Medieval Art Research is a resource run by researchers at The Courtauld Institute of Art and elsewhere to provide news, views and upcoming advice from the world of medieval art history. It does not represent the views of The Courtauld.
You can find details about The Courtauld’s teaching and research of medieval art here.
Here are some of our current researchers

Amelia Roché Hyde
Amelia Hyde holds an MA from The Courtauld Institute of Art, where she studied cross-cultural artistic traditions of medieval Spain, taking an in-depth look at the context and role of Spanish ivories within sacred spaces. She has researched medieval ivories and illuminated manuscripts in the collections of The Metropolitan Museum of Art, The Victoria & Albert Museum, and The British Museum.

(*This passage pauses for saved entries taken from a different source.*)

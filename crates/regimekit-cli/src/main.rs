use regimekit_core::logging;

mod cli;

use crate::cli::CliCommand;

#[tokio::main]
async fn main() {
    if let Err(err) = logging::init_logging() {
        logging::init_logging_stderr();
        tracing::warn!("file logging unavailable, using stderr: {:#}", err);
    }

    if let Err(err) = CliCommand::run_from_args().await {
        eprintln!("regimekit error: {:#}", err);
        std::process::exit(1);
    }
}
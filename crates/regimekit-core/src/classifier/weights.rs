//! Per-regime weights, regime distribution and the classifier summary.

use serde::{Deserialize, Serialize};

use crate::regime::Regime;

use super::keywords::keywords_for;

/// One `f64` per regime. Used for confidence weights and the regime distribution,
/// and read from the `[classifier]` section of the config file.
#[derive(Debug, Clone, Copy, PartialEq, Serialize, Deserialize)]
pub struct RegimeTable {
    pub exploration: f64,
    pub optimization: f64,
    pub stabilization: f64,
}

impl RegimeTable {
    pub fn get(&self, regime: Regime) -> f64 {
        match regime {
            Regime::Exploration => self.exploration,
            Regime::Optimization => self.optimization,
            Regime::Stabilization => self.stabilization,
        }
    }

    pub fn sum(&self) -> f64 {
        self.exploration + self.optimization + self.stabilization
    }
}

/// Static confidence weight per regime.
pub const DEFAULT_CONFIDENCE_WEIGHTS: RegimeTable = RegimeTable {
    exploration: 0.70,
    optimization: 0.85,
    stabilization: 1.00,
};

/// Expected share of tasks per regime; used when aggregating confidence.
pub const DEFAULT_DISTRIBUTION: RegimeTable = RegimeTable {
    exploration: 0.3385,
    optimization: 0.2872,
    stabilization: 0.3744,
};

/// Serializable description of a classifier's configuration.
#[derive(Debug, Clone, PartialEq, Serialize)]
pub struct ClassifierSummary {
    pub distribution: RegimeTable,
    pub confidence_weights: RegimeTable,
    pub keyword_counts: KeywordCounts,
}

#[derive(Debug, Clone, Copy, PartialEq, Eq, Serialize)]
pub struct KeywordCounts {
    pub exploration: usize,
    pub optimization: usize,
    pub stabilization: usize,
}

impl KeywordCounts {
    pub(super) fn current() -> Self {
        Self {
            exploration: keywords_for(Regime::Exploration).len(),
            optimization: keywords_for(Regime::Optimization).len(),
            stabilization: keywords_for(Regime::Stabilization).len(),
        }
    }
}
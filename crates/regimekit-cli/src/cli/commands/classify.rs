//! `regimekit classify` – print the classification of a task.

use anyhow::Result;
use regimekit_core::classifier::TaskClassifier;
use regimekit_core::config::KernelConfig;

pub fn run_classify(
    cfg: &KernelConfig,
    task: &str,
    keywords: &[String],
    description: &str,
) -> Result<()> {
    let classifier = TaskClassifier::new(
        cfg.classifier.confidence_weights(),
        cfg.classifier.distribution(),
    );
    let classification = classifier.classify(task, keywords, description);
    println!("{}", serde_json::to_string_pretty(&classification)?);
    Ok(())
}
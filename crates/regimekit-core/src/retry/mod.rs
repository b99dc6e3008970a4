//! Harmonic retry and backoff.
//!
//! Delays are integer multiples of a fixed base period (`1 / base_frequency_hz`).
//! A backoff schedule is computed once per retry session from the policy, so
//! the same policy always yields the same delays. The only suspension point in
//! the crate is the wait between attempts, which a `CancellationToken` can
//! interrupt.

mod error;
mod harmonic;
mod outcome;
mod policy;
mod run;

pub use error::{InvalidPolicy, RetryError};
pub use harmonic::{
    cancellable_sleep, HarmonicMultiple, HarmonicTimer, HarmonicTiming, DEFAULT_BASE_FREQUENCY_HZ,
};
pub use outcome::{RetryOutcome, RetryStatus};
pub use policy::{BackoffPolicy, BackoffSchedule, BackoffStep, RetryDecision, DEFAULT_MAX_MULTIPLE};
pub use run::{retry_with_backoff, RetryOptions};
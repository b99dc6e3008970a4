//! Keyword-count classification and weighted confidence aggregation.

use serde::{Deserialize, Serialize};

use crate::regime::Regime;

use super::keywords::matches_in;
use super::weights::{
    ClassifierSummary, KeywordCounts, RegimeTable, DEFAULT_CONFIDENCE_WEIGHTS,
    DEFAULT_DISTRIBUTION,
};

/// Reasoning recorded when no keyword of any regime matched.
pub const NO_MATCH_REASONING: &str =
    "No regime keywords found - defaulting to stabilization (critical path)";

/// Order in which regimes win a tie on a positive match count.
const TIE_PRIORITY: [Regime; 3] = [
    Regime::Stabilization,
    Regime::Optimization,
    Regime::Exploration,
];

/// Result of classifying one task. Immutable once produced.
#[derive(Debug, Clone, PartialEq, Serialize, Deserialize)]
pub struct TaskClassification {
    pub task_name: String,
    pub regime: Regime,
    pub confidence_weight: f64,
    /// Keywords of the winning regime only.
    pub keywords_matched: Vec<String>,
    pub reasoning: String,
}

/// Maps task text to a regime. Cheap to clone; holds only the weight tables.
#[derive(Debug, Clone)]
pub struct TaskClassifier {
    confidence_weights: RegimeTable,
    distribution: RegimeTable,
}

impl Default for TaskClassifier {
    fn default() -> Self {
        Self::new(DEFAULT_CONFIDENCE_WEIGHTS, DEFAULT_DISTRIBUTION)
    }
}

impl TaskClassifier {
    /// Create a classifier with custom tables. A distribution that does not sum
    /// to 1.0 (within 0.01) is accepted but logged.
    pub fn new(confidence_weights: RegimeTable, distribution: RegimeTable) -> Self {
        let total = distribution.sum();
        if (total - 1.0).abs() > 0.01 {
            tracing::warn!(total, expected = 1.0, "regime distribution does not sum to 1.0");
        }
        tracing::debug!(
            exploration_pct = distribution.exploration * 100.0,
            optimization_pct = distribution.optimization * 100.0,
            stabilization_pct = distribution.stabilization * 100.0,
            "task classifier initialized"
        );
        Self {
            confidence_weights,
            distribution,
        }
    }

    pub fn confidence_weights(&self) -> &RegimeTable {
        &self.confidence_weights
    }

    pub fn distribution(&self) -> &RegimeTable {
        &self.distribution
    }

    /// Classify a task. Never fails: with no signal the result is stabilization.
    pub fn classify(
        &self,
        task_name: &str,
        keywords: &[String],
        description: &str,
    ) -> TaskClassification {
        let full_text = format!("{} {} {}", task_name, keywords.join(" "), description).to_lowercase();

        let mut best: Option<(Regime, Vec<String>)> = None;
        for regime in TIE_PRIORITY {
            let matched = matches_in(regime, &full_text);
            if matched.is_empty() {
                continue;
            }
            // Strictly greater: earlier entries in TIE_PRIORITY keep ties.
            let better = match &best {
                Some((_, current)) => matched.len() > current.len(),
                None => true,
            };
            if better {
                best = Some((regime, matched));
            }
        }

        let (regime, keywords_matched, reasoning) = match best {
            Some((regime, matched)) => {
                let reasoning = format!(
                    "Matched {} {} keywords: {}",
                    matched.len(),
                    regime,
                    matched.iter().take(3).cloned().collect::<Vec<_>>().join(", ")
                );
                (regime, matched, reasoning)
            }
            None => (Regime::Stabilization, Vec::new(), NO_MATCH_REASONING.to_string()),
        };

        let confidence_weight = self.confidence_weights.get(regime);
        tracing::debug!(
            task_name,
            regime = %regime,
            weight = confidence_weight,
            keywords_matched = keywords_matched.len(),
            "task classified"
        );

        TaskClassification {
            task_name: task_name.to_string(),
            regime,
            confidence_weight,
            keywords_matched,
            reasoning,
        }
    }

    /// Aggregate per-regime success rates (0.0..=1.0) into one confidence value:
    /// the sum of `rate × weight × proportion` over the regimes given.
    pub fn weighted_confidence(&self, success_rates: &[(Regime, f64)]) -> f64 {
        let total: f64 = success_rates
            .iter()
            .map(|&(regime, rate)| {
                rate * self.confidence_weights.get(regime) * self.distribution.get(regime)
            })
            .sum();
        tracing::debug!(total_confidence = total, "weighted confidence calculated");
        total
    }

    pub fn summary(&self) -> ClassifierSummary {
        ClassifierSummary {
            distribution: self.distribution,
            confidence_weights: self.confidence_weights,
            keyword_counts: KeywordCounts::current(),
        }
    }
}
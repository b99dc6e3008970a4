//! Structured result of a retry session.

use std::time::Duration;

/// How a retry session ended.
#[derive(Debug, Clone, Copy, PartialEq, Eq)]
pub enum RetryStatus {
    Succeeded,
    /// Every attempt failed with a retryable error.
    Exhausted,
    /// The cancellation token fired before the session finished.
    Cancelled,
}

/// Outcome of [`retry_with_backoff`](super::retry_with_backoff).
#[derive(Debug)]
pub struct RetryOutcome<T, E> {
    pub status: RetryStatus,
    /// Attempts actually executed.
    pub attempts: u32,
    /// Sum of `delays_used`.
    pub total_delay: Duration,
    pub result: Option<T>,
    /// Last operation error, if any attempt failed.
    pub error: Option<E>,
    /// Delays fully waited, in order.
    pub delays_used: Vec<Duration>,
}

impl<T, E> RetryOutcome<T, E> {
    pub fn succeeded(&self) -> bool {
        self.status == RetryStatus::Succeeded
    }

    pub fn is_cancelled(&self) -> bool {
        self.status == RetryStatus::Cancelled
    }

    pub(super) fn finish(
        status: RetryStatus,
        attempts: u32,
        result: Option<T>,
        error: Option<E>,
        delays_used: Vec<Duration>,
    ) -> Self {
        Self {
            status,
            attempts,
            total_delay: delays_used
                .iter()
                .fold(Duration::ZERO, |acc, d| acc.saturating_add(*d)),
            result,
            error,
            delays_used,
        }
    }
}
//! Recency store (stabilization).

use std::collections::{BTreeMap, HashMap};

#[derive(Debug)]
struct Slot<V> {
    value: V,
    tick: u64,
}

/// Bounded map evicting the least recently used key. Recency is a
/// monotonically increasing tick; `order` maps tick to key.
#[derive(Debug)]
pub(super) struct LruStore<V> {
    max_size: usize,
    entries: HashMap<String, Slot<V>>,
    order: BTreeMap<u64, String>,
    next_tick: u64,
}

impl<V> LruStore<V> {
    pub(super) fn new(max_size: usize) -> Self {
        Self {
            max_size,
            entries: HashMap::new(),
            order: BTreeMap::new(),
            next_tick: 0,
        }
    }

    fn bump(&mut self) -> u64 {
        let tick = self.next_tick;
        self.next_tick += 1;
        tick
    }

    pub(super) fn set(&mut self, key: &str, value: V) {
        let tick = self.bump();
        if let Some(slot) = self.entries.get_mut(key) {
            self.order.remove(&slot.tick);
            slot.tick = tick;
            slot.value = value;
        } else {
            self.entries.insert(key.to_string(), Slot { value, tick });
        }
        self.order.insert(tick, key.to_string());

        if self.entries.len() > self.max_size {
            if let Some((_, evicted)) = self.order.pop_first() {
                self.entries.remove(&evicted);
                tracing::debug!(key = %evicted, "lru eviction");
            }
        }
    }

    pub(super) fn len(&self) -> usize {
        self.entries.len()
    }

    pub(super) fn clear(&mut self) {
        self.entries.clear();
        self.order.clear();
    }
}

impl<V: Clone> LruStore<V> {
    pub(super) fn get(&mut self, key: &str) -> Option<V> {
        let tick = self.bump();
        let slot = self.entries.get_mut(key)?;
        if let Some(k) = self.order.remove(&slot.tick) {
            self.order.insert(tick, k);
        }
        slot.tick = tick;
        Some(slot.value.clone())
    }
}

She has worked on exhibitions at The British Museum and The Metropolitan Museum of Art, and is currently a Research Assistant at The Met.

Róisín Astell
Roisin Astell received a First Class Honours in History of Art at the University of York (2014), under the supervision of Dr Emanuele Lugli. After spending a year learning French in Paris, Roisin then completed an MSt. in Medieval Studies at the University of Oxford (2016), where she was supervised by Professor Gervase Rosser and Professor Martin Kauffmann. In 2017, Roisin was awarded a CHASE AHRC studentship as a doctoral candidate at the University of Kent’s Centre for Medieval and Early Modern Studies, under the supervision of Dr Emily Guerry.

Ellie Wilson
Ellie Wilson is a White Rose Scholar (AHRC) funded PhD student at the University of York, researching the artistic patronage of London’s Livery Companies immediately pre and post-Reformation. She holds a First Class Honours in the History of Art from the University of Bristol, with a particular focus on Medieval Florence. In 2020 she achieved a Distinction in her MA at The Courtauld Institute of Art, where she specialised in the art and architecture of Medieval England under the supervision of Dr Tom Nickson. Her dissertation focussed on an alabaster altarpiece, and its relationship with the cult of St Thomas Becket in France and the Chartreuse de Vauvert.

Charlotte Cook
Charlotte Cook graduated magna cum laude with a Bachelor’s degree in European History from Washington & Lee University in 2019. In 2020 she received her Master’s degree in History of Art from the Courtauld Institute of Art, earning the classification of Merit. Her research explores questions of royal patronage, both by and in honor of rulers, in fourteenth- and fifteenth-century England. She has worked as a researcher and collections assistant at several museums and galleries.

Lydia McCutcheon
Lydia McCutcheon graduated from the University of Kent with a First Class Honours in History in 2019. She also holds an MSt. in Medieval Studies from the University of Oxford. Her dissertation on the twelfth-century miracle collections for St Thomas Becket and the stained-glass ‘miracle windows’ at Canterbury Cathedral explored the presentation of children and familial relationships. Her research interests include the visual and material cultures of saints and sanctity, pilgrimage, and childhood and the family.